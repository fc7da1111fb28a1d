//! Error types for ce-reconcile

use ce_core::CoreError;
use thiserror::Error;

/// Reconciliation errors
#[derive(Error, Debug)]
pub enum ReconcileError {
    /// R001: Field name is not a DN master output field
    #[error("[R001] Unknown output field '{0}'")]
    UnknownField(String),

    /// R002: Override targets a field that is filled from a document or rule
    #[error("[R002] Field '{field}' is resolved from {source_label}; pass --force to override it")]
    NotEditable { field: String, source_label: String },

    /// R003: Override argument is not `field=value`
    #[error("[R003] Invalid override '{0}', expected field=value")]
    InvalidOverride(String),

    /// R004: The reconciled row has no DN number, so it cannot be keyed
    #[error("[R004] Reconciled row has no dn_number")]
    MissingDnNumber,

    /// R005: Email draft has no usable recipient
    #[error("[R005] Please enter at least one valid recipient in the To field")]
    NoRecipients,

    /// Core error passthrough
    #[error(transparent)]
    Core(#[from] CoreError),
}

/// Result type alias for ReconcileError
pub type ReconcileResult<T> = Result<T, ReconcileError>;
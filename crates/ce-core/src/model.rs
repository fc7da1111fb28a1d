//! Domain records: parse-result field sets, budget rows and demand notes.

use crate::error::CoreResult;
use crate::keys::{DnNumber, SiteId};
use crate::row::Row;
use crate::schema::budget;
use crate::value::{parse_date, per_meter, round2, CellValue};
use chrono::NaiveDate;
use serde::{Deserialize, Serialize};
use std::fmt;

/// Where a reconciliation value came from.
#[derive(Debug, Clone, Copy, PartialEq, Eq, Hash, Serialize, Deserialize)]
pub enum Source {
    #[serde(rename = "PO")]
    Po,
    #[serde(rename = "DN")]
    Dn,
    #[serde(rename = "DN Application")]
    Application,
    Hardcoded,
    Calculated,
    Blank,
}

impl Source {
    pub fn label(self) -> &'static str {
        match self {
            Source::Po => "PO",
            Source::Dn => "DN",
            Source::Application => "DN Application",
            Source::Hardcoded => "Hardcoded",
            Source::Calculated => "Calculated",
            Source::Blank => "Blank",
        }
    }
}

impl fmt::Display for Source {
    fn fmt(&self, f: &mut fmt::Formatter<'_>) -> fmt::Result {
        f.write_str(self.label())
    }
}

/// Lowercase with all whitespace removed; used for lenient label matching.
pub fn normalize_label(label: &str) -> String {
    label
        .chars()
        .filter(|c| !c.is_whitespace())
        .flat_map(char::to_lowercase)
        .collect()
}

/// One `(field, value, source)` triple.
#[derive(Debug, Clone, PartialEq, Serialize, Deserialize)]
pub struct ReconciliationField {
    pub field: String,
    pub value: CellValue,
    pub source: Source,
}

/// A flat label -> value mapping returned by one parser, tagged with its source.
#[derive(Debug, Clone, PartialEq, Serialize, Deserialize)]
pub struct FieldSet {
    pub source: Source,
    pub fields: Row,
}

impl FieldSet {
    pub fn new(source: Source, fields: Row) -> Self {
        Self { source, fields }
    }

    pub fn empty(source: Source) -> Self {
        Self::new(source, Row::new())
    }

    /// Value for a label: exact match first, then whitespace/case-insensitive.
    pub fn lookup(&self, label: &str) -> Option<&CellValue> {
        if let Some(v) = self.fields.get(label) {
            return Some(v);
        }
        let wanted = normalize_label(label);
        self.fields
            .iter()
            .find(|(k, _)| normalize_label(k) == wanted)
            .map(|(_, v)| v)
    }

    /// Numeric value for a label, `None` when missing or not numeric.
    pub fn number(&self, label: &str) -> Option<f64> {
        self.lookup(label).and_then(CellValue::as_f64)
    }

    /// Flatten into reconciliation triples.
    pub fn triples(&self) -> impl Iterator<Item = ReconciliationField> + '_ {
        self.fields.iter().map(|(k, v)| ReconciliationField {
            field: k.to_string(),
            value: v.clone(),
            source: self.source,
        })
    }
}

/// Labels produced by the DN parser.
pub mod dn_labels {
    pub const REFERENCE: &str = "Demand Note Reference number";
    pub const SECTION_LENGTH: &str = "Section Length";
    pub const DATE: &str = "Demand Note Date";
    pub const ROAD_TYPES: &str = "Road Types";
    pub const RATE: &str = "Rate in Rs";
    pub const RI_AMOUNT: &str = "RI Amount";
    pub const MULTIPLICATION_FACTOR: &str = "Multiplication Factor";
    pub const GROUND_RENT: &str = "Ground Rent";
    pub const ADMINISTRATIVE_CHARGE: &str = "Administrative Charge";
    pub const SUPERVISION_CHARGES: &str = "Supervision Charges";
    pub const CHAMBER_FEE: &str = "Chamber Fee";
    pub const GST_AMOUNT: &str = "GST Amount";
    pub const GST: &str = "GST";
    pub const SD_AMOUNT: &str = "SD Amount";
}

/// Labels produced by the DN application parser.
pub mod application_labels {
    pub const NUMBER: &str = "Application Number";
    pub const LENGTH: &str = "Application Length (Mtr)";
    pub const DATE: &str = "Application Date";
    pub const FROM: &str = "From";
    pub const TO: &str = "To";
    pub const AUTHORITY: &str = "Authority";
    pub const WARD: &str = "Ward";
}

/// One row of the LMC budget table.
#[derive(Debug, Clone, PartialEq, Serialize, Deserialize)]
pub struct BudgetRow {
    pub site_id: SiteId,
    pub length: Option<f64>,
    pub ri_cost_per_meter: Option<f64>,
    pub material_cost_per_meter: Option<f64>,
    pub build_cost_per_meter: Option<f64>,
    pub total_ri_amount: Option<f64>,
    pub material_cost: Option<f64>,
    pub execution_cost: Option<f64>,
    pub total_cost: Option<f64>,
    pub route_type: Option<String>,
}

impl BudgetRow {
    /// Read a budget row out of a store or ingestion row.
    ///
    /// Fails only when the `SiteID` is blank.
    pub fn from_row(row: &Row) -> CoreResult<Self> {
        let num = |col: &str| row.get(col).and_then(CellValue::as_f64);
        Ok(Self {
            site_id: SiteId::try_new(row.value(budget::SITE_ID).to_string())?,
            length: num(budget::LENGTH),
            ri_cost_per_meter: num(budget::RI_COST_PER_METER),
            material_cost_per_meter: num(budget::MATERIAL_COST_PER_METER),
            build_cost_per_meter: num(budget::BUILD_COST_PER_METER),
            total_ri_amount: num(budget::TOTAL_RI_AMOUNT),
            material_cost: num(budget::MATERIAL_COST),
            execution_cost: num(budget::EXECUTION_COST),
            total_cost: num(budget::TOTAL_COST),
            route_type: row.get(budget::ROUTE_TYPE).and_then(CellValue::as_text),
        })
    }

}

/// The cost-relevant content of one parsed demand note.
#[derive(Debug, Clone, PartialEq, Default, Serialize, Deserialize)]
pub struct DemandNote {
    /// Reference number; parsers occasionally fail to extract it
    pub reference: Option<DnNumber>,
    pub section_length: Option<f64>,
    pub date: Option<NaiveDate>,
    pub ri_amount: Option<f64>,
    pub ground_rent: Option<f64>,
    pub administrative_charge: Option<f64>,
    pub supervision_charges: Option<f64>,
    pub chamber_fee: Option<f64>,
    pub gst: Option<f64>,
    pub deposit: Option<f64>,
}

impl DemandNote {
    /// Pull the cost components out of a DN parser result.
    pub fn from_fields(dn: &FieldSet) -> Self {
        use dn_labels::*;
        Self {
            reference: dn
                .lookup(REFERENCE)
                .and_then(CellValue::as_text)
                .and_then(|s| DnNumber::try_new(s).ok()),
            section_length: dn.number(SECTION_LENGTH),
            date: dn
                .lookup(DATE)
                .and_then(CellValue::as_text)
                .and_then(|s| parse_date(&s)),
            ri_amount: dn.number(RI_AMOUNT),
            ground_rent: dn.number(GROUND_RENT),
            administrative_charge: dn.number(ADMINISTRATIVE_CHARGE),
            supervision_charges: dn.number(SUPERVISION_CHARGES),
            chamber_fee: dn.number(CHAMBER_FEE),
            gst: dn.number(GST_AMOUNT).or_else(|| dn.number(GST)),
            deposit: dn.number(SD_AMOUNT),
        }
    }

    /// Ground rent + administrative charge + RI amount + supervision charges.
    ///
    /// Missing components count as zero; `None` unless the sum is positive.
    pub fn non_refundable_total(&self) -> Option<f64> {
        positive_sum(&[
            self.ground_rent,
            self.administrative_charge,
            self.ri_amount,
            self.supervision_charges,
        ])
    }

    /// Non-refundable total per meter of section length.
    pub fn non_refundable_per_meter(&self) -> Option<f64> {
        per_meter(self.non_refundable_total()?, self.section_length?)
    }

    /// Every charge on the note including GST and the security deposit.
    pub fn total_amount(&self) -> Option<f64> {
        positive_sum(&[
            self.ri_amount,
            self.ground_rent,
            self.administrative_charge,
            self.supervision_charges,
            self.chamber_fee,
            self.gst,
            self.deposit,
        ])
    }
}

fn positive_sum(parts: &[Option<f64>]) -> Option<f64> {
    let sum: f64 = parts.iter().map(|p| p.unwrap_or(0.0)).sum();
    (sum > 0.0).then(|| round2(sum))
}

#[cfg(test)]
#[path = "model_test.rs"]
mod tests;
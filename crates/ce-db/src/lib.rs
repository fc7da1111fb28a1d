//! ce-db - Persistence layer for the DN ledger
//!
//! This crate provides the `Store` trait, the keyed sync operations built on
//! it, and implementations for DuckDB and PostgREST.

pub mod duckdb;
pub mod error;
pub mod rest;
pub mod sync;
pub mod traits;

pub use duckdb::DuckDbBackend;
pub use error::{DbError, DbResult};
pub use rest::RestBackend;
pub use sync::{dedupe_by_key, merge_keyed, replace_keyed, Deduped, SyncReport};
pub use traits::Store;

• [WHAT YOU SHOULD DO]:
Lines holding "with" are the ones to copy; find all of them in the listing.

• [PROBLEM SOLUTION]:
/// Lowercase with all whitespace removed; used for lenient label matching.
/// A flat label -> value mapping returned by one parser, tagged with its source.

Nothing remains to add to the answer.